ORA: LEGALE O SOLARE?

La scelta di alternare ora legale a ora solare è stata già abbandonata negli anni da estesi territori nei quali oggi si preferisce l’orario unico in tutte le stagioni. Ora che anche l’Unione Europea ne propone l’abolizione in territorio comunitario si sta assistendo a un vivace confronto tra i si e i no, più o meno in stile chiacchierata al bar tra tifosi di squadre antagoniste.

Il punto è chiedersi il perchè di questo cambiamento, al di là della gradevolezza che l’ora di sole in più rappresenta per i paesi più a sud (peraltro contestabile in quanto lo spostamento implica maggior buio nelle ore mattutine) e il risparmio (in effetti ormai limitato rispetto al passato).

Prima di tutto va fatta chiarezza su un fatto: l’idea dell’Europa è di adottare stabilmente per tutte le stagioni l’ora legale ovvero l’orario estivo. Avere tutto l’anno un’ora in più di luce la sera aggiungendo un’ora di buio in più al mattino lascia perplessi soprattutto pensando a chi in inverno si sveglia presto per andare a lavorare. Ci dovremmo abituare al risveglio buio, con la luce artificiale (ahimè meno scarsa di un tempo grazie alle fantastiche nuove lampadine). Le strade pubbliche dovranno essere illuminate al mattino per un’ora in più, producendo come conseguenza un maggior costo a carico della collettività.

L’aspetto però che spesso passa in secondo piano essendo in realtà quello più importante è la salute Qui vanno approfonditi gli aspetti legati soprattutto all’alternanza ora solare – ora legale. In particolare si tratta di vedere alterato il meccanismo sonno-veglia, legato al nostro orologio biologico interno regolato sull’alternanza giorno notte. Problemi di melatonina, sostanza stimolata dal buio necessaria per favorire il sonno, potrebbero essere generati dal ritardo dell’arrivo della luce al mattino, generando una maggiore difficoltà al risveglio. Con conseguenti difficoltà di concentrazioni, umore peggiore e altri seri effetti che possono addirittura interessare la salute del nostro cuore.

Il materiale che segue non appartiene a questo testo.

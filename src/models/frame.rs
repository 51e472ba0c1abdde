//! 拍摄画面与识别文本

use std::fmt::Display;
use std::sync::Arc;

use chrono::{DateTime, Local};
use uuid::Uuid;

use crate::workflow::word_count_policy::word_count;

/// 拍摄得到的静态画面
///
/// 持有 JPEG 数据和一个本地可解析的显示引用。
/// 下一次拍摄会替换它，旧的显示引用随之失效。
#[derive(Debug, Clone)]
pub struct CapturedFrame {
    id: Uuid,
    jpeg: Arc<[u8]>,
    width: u32,
    height: u32,
    captured_at: DateTime<Local>,
}

impl CapturedFrame {
    /// 创建新的画面
    pub fn new(jpeg: Vec<u8>, width: u32, height: u32) -> Self {
        Self {
            id: Uuid::new_v4(),
            jpeg: Arc::from(jpeg),
            width,
            height,
            captured_at: Local::now(),
        }
    }

    pub fn id(&self) -> Uuid {
        self.id
    }

    /// JPEG 编码后的图片数据
    pub fn jpeg(&self) -> &[u8] {
        &self.jpeg
    }

    pub fn dimensions(&self) -> (u32, u32) {
        (self.width, self.height)
    }

    pub fn captured_at(&self) -> DateTime<Local> {
        self.captured_at
    }

    /// 本地显示引用，只在该画面仍是当前画面时有效
    pub fn display_ref(&self) -> String {
        format!("frame://{}", self.id)
    }
}

impl Display for CapturedFrame {
    fn fmt(&self, f: &mut std::fmt::Formatter<'_>) -> std::fmt::Result {
        write!(
            f,
            "[画面 {} {}x{} {} 字节]",
            self.id,
            self.width,
            self.height,
            self.jpeg.len()
        )
    }
}

/// 从某一帧画面中识别出的文本
///
/// 生成后不可变，并记录来源画面的 ID，保证文本总是对应当前画面。
#[derive(Debug, Clone, PartialEq, Eq)]
pub struct ExtractedText {
    text: String,
    word_count: usize,
    frame_id: Uuid,
}

impl ExtractedText {
    pub fn new(text: impl Into<String>, frame_id: Uuid) -> Self {
        let text = text.into();
        let word_count = word_count(&text);
        Self {
            text,
            word_count,
            frame_id,
        }
    }

    pub fn as_str(&self) -> &str {
        &self.text
    }

    pub fn word_count(&self) -> usize {
        self.word_count
    }

    /// 来源画面 ID
    pub fn frame_id(&self) -> Uuid {
        self.frame_id
    }

    pub fn is_blank(&self) -> bool {
        self.text.trim().is_empty()
    }
}

#[cfg(test)]
mod tests {
    use super::*;

    #[test]
    fn test_display_ref_changes_per_capture() {
        let first = CapturedFrame::new(vec![0xFF, 0xD8], 4, 4);
        let second = CapturedFrame::new(vec![0xFF, 0xD8], 4, 4);

        assert!(first.display_ref().starts_with("frame://"));
        assert_ne!(first.display_ref(), second.display_ref());
    }

    #[test]
    fn test_extracted_text_counts_words() {
        let frame = CapturedFrame::new(vec![1, 2, 3], 1, 1);
        let text = ExtractedText::new("  photosynthesis converts\nlight   energy ", frame.id());

        assert_eq!(text.word_count(), 4);
        assert_eq!(text.frame_id(), frame.id());
        assert!(!text.is_blank());
        assert!(ExtractedText::new(" \n\t", frame.id()).is_blank());
    }
}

Che il sonno sia fondamentale per la salute lo sappiamo bene tutti. Però la questione non è così semplice la risolvere: un si o un no potrebbero comportare benefici o problemi, vantaggi o costi. Perciò c’è da aspettarsi che nei prossimi mesi le decisioni dell’Unione Europea saranno oggetto di discussioni nei salotti multimediali e politici. C’è addirittura chi sostiene che questa potrebbe essere una strumentalizzazione finalizzata a distrarre il popolo da questioni più gravi per influenzare l’opinione pubblica su temi molto più ampi.

Staremo a vedere. E cercheremo di capirne di più, monitorando le novità e valutando con maggiori consapevolezza la ricaduta di questo cambiamento nella vita di tutti i giorni. Intanto siamo in attesa di sapere se i nostri orologi continueranno per sempre a funzionare con l’ora legale attualmente in vigore o se nella notte tra sabato 27 e domenica 28 ottobre sposteremo le lancette dalle 03:00 alle 02.00.

© 2018 Stefania Chionna

 

 

Aggiornamento: per quest’anno nella notte tra sabato 27 e domenica 28 ottobre sposteremo le lancette dalle 03:00 alle 02.00.